DATA PROVIDED:
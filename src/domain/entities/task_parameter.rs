//! Immutable-once-built request specification.

use std::sync::Arc;
use std::time::Duration;

use parking_lot::Mutex;
use tokio::io::AsyncRead;

use crate::domain::entities::cache_key::compose_key;
use crate::domain::entities::{ImageInformation, LoadingResult};
use crate::domain::errors::LoadError;
use crate::domain::ports::Transformation;

/// Default time-to-live for disk cache entries (30 days).
pub const DEFAULT_CACHE_DURATION: Duration = Duration::from_secs(30 * 24 * 60 * 60);

/// Scheduling priority of a request. Higher priorities dequeue first.
#[derive(Debug, Clone, Copy, PartialEq, Eq, PartialOrd, Ord, Default)]
pub enum Priority {
    /// Background work, e.g. prefetching.
    Low,
    /// The default.
    #[default]
    Normal,
    /// User-visible work that should jump the queue.
    High,
}

/// The kind of source an identifier refers to.
#[derive(Debug, Clone, Copy, PartialEq, Eq)]
pub enum SourceKind {
    /// A path on the local filesystem.
    File,
    /// A URL fetched through the download cache.
    Url,
    /// A resource registered in the application bundle registry.
    Bundle,
    /// A compiled-in embedded resource.
    Embedded,
    /// A caller-supplied raw stream.
    Stream,
    /// An inline `data:` URL (base64 or literal payload).
    DataUrl,
}

/// A source: what kind of thing the identifier is, plus the identifier.
#[derive(Debug, Clone, PartialEq, Eq)]
pub struct ImageSource {
    /// The source kind.
    pub kind: SourceKind,
    /// The identifier: path, URL, resource name, or data-url text.
    pub identifier: String,
}

impl ImageSource {
    /// A local file source.
    #[must_use]
    pub fn file(path: impl Into<String>) -> Self {
        Self { kind: SourceKind::File, identifier: path.into() }
    }

    /// A URL source.
    #[must_use]
    pub fn url(url: impl Into<String>) -> Self {
        Self { kind: SourceKind::Url, identifier: url.into() }
    }

    /// A bundle resource source.
    #[must_use]
    pub fn bundle(name: impl Into<String>) -> Self {
        Self { kind: SourceKind::Bundle, identifier: name.into() }
    }

    /// An embedded resource source.
    #[must_use]
    pub fn embedded(name: impl Into<String>) -> Self {
        Self { kind: SourceKind::Embedded, identifier: name.into() }
    }

    /// A caller-supplied stream source. The stream itself is attached via
    /// [`TaskParameterBuilder::stream`].
    #[must_use]
    pub fn stream(name: impl Into<String>) -> Self {
        Self { kind: SourceKind::Stream, identifier: name.into() }
    }

    /// A data-url source.
    #[must_use]
    pub fn data_url(url: impl Into<String>) -> Self {
        Self { kind: SourceKind::DataUrl, identifier: url.into() }
    }
}

/// A caller-supplied raw byte stream.
pub type RawStream = Box<dyn AsyncRead + Send + Unpin>;

type SuccessCallback = Box<dyn FnOnce(&ImageInformation, LoadingResult) + Send>;
type ErrorCallback = Box<dyn FnOnce(&LoadError) + Send>;
type FinishCallback = Box<dyn FnOnce() + Send>;

/// The immutable specification of one image-loading request.
///
/// Built once through [`TaskParameterBuilder`] and then owned exclusively by
/// its task. The one-shot pieces (the raw stream and the callbacks) are
/// taken out as the pipeline consumes them; [`TaskParameter::dispose`] drops
/// whatever remains so closures release their captures after delivery.
pub struct TaskParameter {
    /// What to load.
    pub source: ImageSource,
    /// Scheduling priority.
    pub priority: Priority,
    /// Number of retry attempts after the initial one.
    pub retry_count: u32,
    /// Delay before each retry attempt.
    pub retry_delay: Duration,
    /// Disk cache TTL for payloads this request causes to be persisted.
    pub cache_duration: Duration,
    /// Ordered transformations applied after decoding.
    pub transformations: Vec<Arc<dyn Transformation>>,
    /// Target size for decode-time downsampling; never upscales.
    pub downsample: Option<(u32, u32)>,
    /// Replaces the path portion of the cache key when set.
    pub custom_cache_key: Option<String>,
    /// Source delivered to the target when loading fails.
    pub error_placeholder: Option<ImageSource>,
    /// Source delivered to the target before work begins.
    pub loading_placeholder: Option<ImageSource>,
    raw_stream: Mutex<Option<RawStream>>,
    on_success: Mutex<Option<SuccessCallback>>,
    on_error: Mutex<Option<ErrorCallback>>,
    on_finish: Mutex<Option<FinishCallback>>,
}

impl std::fmt::Debug for TaskParameter {
    fn fmt(&self, f: &mut std::fmt::Formatter<'_>) -> std::fmt::Result {
        f.debug_struct("TaskParameter")
            .field("source", &self.source)
            .field("priority", &self.priority)
            .field("retry_count", &self.retry_count)
            .field("custom_cache_key", &self.custom_cache_key)
            .finish_non_exhaustive()
    }
}

impl TaskParameter {
    /// Starts building a request for the given source.
    #[must_use]
    pub fn builder(source: ImageSource) -> TaskParameterBuilder {
        TaskParameterBuilder::new(source)
    }

    /// The path portion of the cache key: the custom override when present,
    /// the source identifier otherwise.
    #[must_use]
    pub fn key_path(&self) -> &str {
        self.custom_cache_key
            .as_deref()
            .unwrap_or(&self.source.identifier)
    }

    /// Composes the full cache key for this request, or `None` when the
    /// path is empty.
    #[must_use]
    pub fn cache_key(&self) -> Option<String> {
        let tkeys: Vec<String> = self.transformations.iter().map(|t| t.key()).collect();
        compose_key(self.key_path(), &tkeys)
    }

    /// Takes the caller-supplied raw stream, if one was attached and not
    /// yet consumed.
    #[must_use]
    pub fn take_raw_stream(&self) -> Option<RawStream> {
        self.raw_stream.lock().take()
    }

    /// Takes the success callback. At most one caller ever receives it.
    #[must_use]
    pub fn take_on_success(&self) -> Option<SuccessCallback> {
        self.on_success.lock().take()
    }

    /// Takes the error callback. At most one caller ever receives it.
    #[must_use]
    pub fn take_on_error(&self) -> Option<ErrorCallback> {
        self.on_error.lock().take()
    }

    /// Takes the finish callback. At most one caller ever receives it.
    #[must_use]
    pub fn take_on_finish(&self) -> Option<FinishCallback> {
        self.on_finish.lock().take()
    }

    /// Drops every remaining closure and the raw stream, releasing their
    /// captures. Called after the finish callback has fired.
    pub fn dispose(&self) {
        drop(self.raw_stream.lock().take());
        drop(self.on_success.lock().take());
        drop(self.on_error.lock().take());
        drop(self.on_finish.lock().take());
    }
}

/// Builder for [`TaskParameter`].
pub struct TaskParameterBuilder {
    source: ImageSource,
    priority: Priority,
    retry_count: u32,
    retry_delay: Duration,
    cache_duration: Duration,
    transformations: Vec<Arc<dyn Transformation>>,
    downsample: Option<(u32, u32)>,
    custom_cache_key: Option<String>,
    error_placeholder: Option<ImageSource>,
    loading_placeholder: Option<ImageSource>,
    raw_stream: Option<RawStream>,
    on_success: Option<SuccessCallback>,
    on_error: Option<ErrorCallback>,
    on_finish: Option<FinishCallback>,
}

impl TaskParameterBuilder {
    /// Starts a builder for the given source.
    #[must_use]
    pub fn new(source: ImageSource) -> Self {
        Self {
            source,
            priority: Priority::default(),
            retry_count: 0,
            retry_delay: Duration::from_millis(250),
            cache_duration: DEFAULT_CACHE_DURATION,
            transformations: Vec::new(),
            downsample: None,
            custom_cache_key: None,
            error_placeholder: None,
            loading_placeholder: None,
            raw_stream: None,
            on_success: None,
            on_error: None,
            on_finish: None,
        }
    }

    /// Sets the scheduling priority.
    #[must_use]
    pub const fn priority(mut self, priority: Priority) -> Self {
        self.priority = priority;
        self
    }

    /// Sets the retry policy: `count` extra attempts, each preceded by
    /// `delay`.
    #[must_use]
    pub const fn retry(mut self, count: u32, delay: Duration) -> Self {
        self.retry_count = count;
        self.retry_delay = delay;
        self
    }

    /// Sets the disk cache TTL for payloads persisted on behalf of this
    /// request.
    #[must_use]
    pub const fn cache_duration(mut self, duration: Duration) -> Self {
        self.cache_duration = duration;
        self
    }

    /// Appends a transformation. Order matters and is part of the cache key.
    #[must_use]
    pub fn transformation(mut self, transformation: Arc<dyn Transformation>) -> Self {
        self.transformations.push(transformation);
        self
    }

    /// Sets the decode-time downsample target size.
    #[must_use]
    pub const fn downsample(mut self, width: u32, height: u32) -> Self {
        self.downsample = Some((width, height));
        self
    }

    /// Replaces the path portion of the cache key.
    #[must_use]
    pub fn custom_cache_key(mut self, key: impl Into<String>) -> Self {
        self.custom_cache_key = Some(key.into());
        self
    }

    /// Source delivered to the target when loading fails.
    #[must_use]
    pub fn error_placeholder(mut self, source: ImageSource) -> Self {
        self.error_placeholder = Some(source);
        self
    }

    /// Source delivered to the target before work begins.
    #[must_use]
    pub fn loading_placeholder(mut self, source: ImageSource) -> Self {
        self.loading_placeholder = Some(source);
        self
    }

    /// Attaches the raw stream backing a [`SourceKind::Stream`] source.
    #[must_use]
    pub fn stream(mut self, stream: RawStream) -> Self {
        self.raw_stream = Some(stream);
        self
    }

    /// Callback fired at most once on success, after the target was set.
    #[must_use]
    pub fn on_success(
        mut self,
        callback: impl FnOnce(&ImageInformation, LoadingResult) + Send + 'static,
    ) -> Self {
        self.on_success = Some(Box::new(callback));
        self
    }

    /// Callback fired at most once when every attempt and fallback failed.
    #[must_use]
    pub fn on_error(mut self, callback: impl FnOnce(&LoadError) + Send + 'static) -> Self {
        self.on_error = Some(Box::new(callback));
        self
    }

    /// Callback fired exactly once when the task finishes, whether by
    /// success, failure, or cancellation.
    #[must_use]
    pub fn on_finish(mut self, callback: impl FnOnce() + Send + 'static) -> Self {
        self.on_finish = Some(Box::new(callback));
        self
    }

    /// Builds the immutable parameter set.
    #[must_use]
    pub fn build(self) -> TaskParameter {
        TaskParameter {
            source: self.source,
            priority: self.priority,
            retry_count: self.retry_count,
            retry_delay: self.retry_delay,
            cache_duration: self.cache_duration,
            transformations: self.transformations,
            downsample: self.downsample,
            custom_cache_key: self.custom_cache_key,
            error_placeholder: self.error_placeholder,
            loading_placeholder: self.loading_placeholder,
            raw_stream: Mutex::new(self.raw_stream),
            on_success: Mutex::new(self.on_success),
            on_error: Mutex::new(self.on_error),
            on_finish: Mutex::new(self.on_finish),
        }
    }
}

#[cfg(test)]
mod tests {
    use super::*;

    struct NamedTransformation(&'static str);

    impl Transformation for NamedTransformation {
        fn key(&self) -> String {
            self.0.to_string()
        }

        fn transform(
            &self,
            image: image::DynamicImage,
        ) -> crate::domain::errors::LoadResult<image::DynamicImage> {
            Ok(image)
        }
    }

    #[test]
    fn test_cache_key_includes_ordered_transformations() {
        let params = TaskParameter::builder(ImageSource::url("https://x/img.png"))
            .transformation(Arc::new(NamedTransformation("gray")))
            .transformation(Arc::new(NamedTransformation("blur=2")))
            .build();
        assert_eq!(
            params.cache_key().as_deref(),
            Some("https://x/img.png;gray;blur=2")
        );
    }

    #[test]
    fn test_custom_key_replaces_path_only() {
        let params = TaskParameter::builder(ImageSource::url("https://x/img.png?sig=abc"))
            .custom_cache_key("img")
            .transformation(Arc::new(NamedTransformation("gray")))
            .build();
        assert_eq!(params.cache_key().as_deref(), Some("img;gray"));
    }

    #[test]
    fn test_empty_path_has_no_key() {
        let params = TaskParameter::builder(ImageSource::url("")).build();
        assert_eq!(params.cache_key(), None);
    }

    #[test]
    fn test_callbacks_are_one_shot() {
        let params = TaskParameter::builder(ImageSource::url("u"))
            .on_finish(|| {})
            .build();
        assert!(params.take_on_finish().is_some());
        assert!(params.take_on_finish().is_none());
    }

    #[test]
    fn test_dispose_drops_callbacks() {
        let params = TaskParameter::builder(ImageSource::url("u"))
            .on_success(|_, _| {})
            .on_error(|_| {})
            .on_finish(|| {})
            .build();
        params.dispose();
        assert!(params.take_on_success().is_none());
        assert!(params.take_on_error().is_none());
        assert!(params.take_on_finish().is_none());
    }
}
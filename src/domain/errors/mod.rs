//! Error types for the loading pipeline.

mod load_error;

pub use load_error::{LoadError, LoadResult};
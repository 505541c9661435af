//! Diagnostic records collected while converting.
//!
//! The conversion never prints. Every component receives a `&mut Diagnostics`
//! and records what it skipped, rejected, or did; the caller decides how to
//! surface the records (the CLI replays them through `tracing`).

use serde::{Deserialize, Serialize};

use crate::error::{Error, Result};

/// Severity of a diagnostic record, lowest first.
#[derive(Debug, Clone, Copy, PartialEq, Eq, PartialOrd, Ord, Hash, Serialize, Deserialize)]
#[serde(rename_all = "lowercase")]
pub enum Level {
    Debug,
    Info,
    Warn,
    Error,
}

/// How much detail to keep: 0 = warn/error, 1 = +info, 2 = +debug.
#[derive(Debug, Clone, Copy, PartialEq, Eq, PartialOrd, Ord, Default, Serialize, Deserialize)]
#[serde(try_from = "u8", into = "u8")]
pub struct Verbosity(u8);

impl Verbosity {
    pub const QUIET: Verbosity = Verbosity(0);
    pub const INFO: Verbosity = Verbosity(1);
    pub const DEBUG: Verbosity = Verbosity(2);

    pub fn new(level: u8) -> Result<Self> {
        if level > Self::DEBUG.0 {
            return Err(Error::config_invalid(
                "verbosity",
                format!("expected 0, 1 or 2, got {}", level),
                None,
            ));
        }
        Ok(Self(level))
    }

    pub fn as_u8(self) -> u8 {
        self.0
    }

    /// Lowest level kept at this verbosity.
    pub fn threshold(self) -> Level {
        match self.0 {
            0 => Level::Warn,
            1 => Level::Info,
            _ => Level::Debug,
        }
    }

    pub fn allows(self, level: Level) -> bool {
        level >= self.threshold()
    }
}

impl TryFrom<u8> for Verbosity {
    type Error = Error;

    fn try_from(level: u8) -> Result<Self> {
        Verbosity::new(level)
    }
}

impl From<Verbosity> for u8 {
    fn from(verbosity: Verbosity) -> u8 {
        verbosity.0
    }
}

#[derive(Debug, Clone, PartialEq, Eq, Serialize)]
#[serde(rename_all = "camelCase")]
pub struct Diagnostic {
    pub level: Level,
    pub message: String,
    /// `group` or `group.key` the record is about, when there is one.
    #[serde(skip_serializing_if = "Option::is_none")]
    pub origin: Option<String>,
}

#[derive(Debug, Clone, Default)]
pub struct Diagnostics {
    verbosity: Verbosity,
    records: Vec<Diagnostic>,
}

impl Diagnostics {
    pub fn new(verbosity: Verbosity) -> Self {
        Self {
            verbosity,
            records: Vec::new(),
        }
    }

    pub fn push(&mut self, level: Level, message: impl Into<String>, origin: Option<String>) {
        if !self.verbosity.allows(level) {
            return;
        }
        self.records.push(Diagnostic {
            level,
            message: message.into(),
            origin,
        });
    }

    pub fn debug(&mut self, message: impl Into<String>) {
        self.push(Level::Debug, message, None);
    }

    pub fn info(&mut self, message: impl Into<String>) {
        self.push(Level::Info, message, None);
    }

    pub fn warn(&mut self, origin: impl Into<String>, message: impl Into<String>) {
        self.push(Level::Warn, message, Some(origin.into()));
    }

    pub fn error(&mut self, origin: impl Into<String>, message: impl Into<String>) {
        self.push(Level::Error, message, Some(origin.into()));
    }

    pub fn records(&self) -> &[Diagnostic] {
        &self.records
    }

    pub fn at(&self, level: Level) -> impl Iterator<Item = &Diagnostic> {
        self.records.iter().filter(move |d| d.level == level)
    }
}
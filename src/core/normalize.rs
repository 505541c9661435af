use regex::Regex;
use std::sync::LazyLock;

use crate::error::{Error, Result};

static NON_IDENTIFIER_RUN: LazyLock<Regex> =
    LazyLock::new(|| Regex::new(r"[^A-Z0-9]+").expect("static pattern compiles"));

/// Groups whose name starts with this (case-sensitive) get a `CDK_` prefix.
const CDK_GROUP_PREFIX: &str = "Cdk";
const CDK_NAME_PREFIX: &str = "CDK_";

/// Derive the exported variable name for `group.key`.
///
/// `group_key` is upper-cased, every run of characters outside `[A-Z0-9]`
/// collapses to one `_`, and leading/trailing `_` are trimmed. A leading digit
/// gets a `V_` prefix. Groups named `Cdk...` always produce a `CDK_` name.
pub fn normalize(group: &str, key: &str) -> Result<String> {
    let joined = format!("{}_{}", group, key).to_uppercase();
    let collapsed = NON_IDENTIFIER_RUN.replace_all(&joined, "_");
    let trimmed = collapsed.trim_matches('_');

    if trimmed.is_empty() {
        return Err(Error::name_invalid(group, key));
    }

    let mut name = if trimmed.starts_with(|c: char| c.is_ascii_digit()) {
        format!("V_{}", trimmed)
    } else {
        trimmed.to_string()
    };

    if group.starts_with(CDK_GROUP_PREFIX) && !name.starts_with(CDK_NAME_PREFIX) {
        name.insert_str(0, CDK_NAME_PREFIX);
    }

    Ok(name)
}
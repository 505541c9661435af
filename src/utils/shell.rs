//! Shell escaping and quoting utilities.

/// Sequence that closes a single-quoted string, emits a double-quoted `'`,
/// and reopens the single quote.
const QUOTE_ESCAPE: &str = r#"'"'"'"#;

/// Escape a value for use inside single quotes.
/// Replaces `'` with `'"'"'`; nothing else is special inside single quotes.
pub fn escape_single_quote_content(value: &str) -> String {
    value.replace('\'', QUOTE_ESCAPE)
}

/// Wrap a value in single quotes (always quotes, empty becomes `''`).
pub fn quote_value(value: &str) -> String {
    format!("'{}'", escape_single_quote_content(value))
}

/// Make text safe to place after `#` on a single comment line.
/// Control characters (newlines included) are written as escapes.
pub fn escape_comment(text: &str) -> String {
    let mut out = String::with_capacity(text.len());
    for c in text.chars() {
        if c.is_control() {
            out.extend(c.escape_default());
        } else {
            out.push(c);
        }
    }
    out
}
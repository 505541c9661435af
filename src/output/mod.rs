mod response;

pub use response::print_result;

PROBLEM DETAILS:
At the first line of the material above, start reproducing each line exactly, and end with the line that holds "use crate::domain::entities::cache_key::compose_key;", adding nothing.

SOLUTION:
filename src/domain/entities/task_parameter.rs
//! Immutable-once-built request specification.

use std::sync::Arc;
use std::time::Duration;

use parking_lot::Mutex;
use tokio::io::AsyncRead;

use crate::domain::entities::cache_key::compose_key;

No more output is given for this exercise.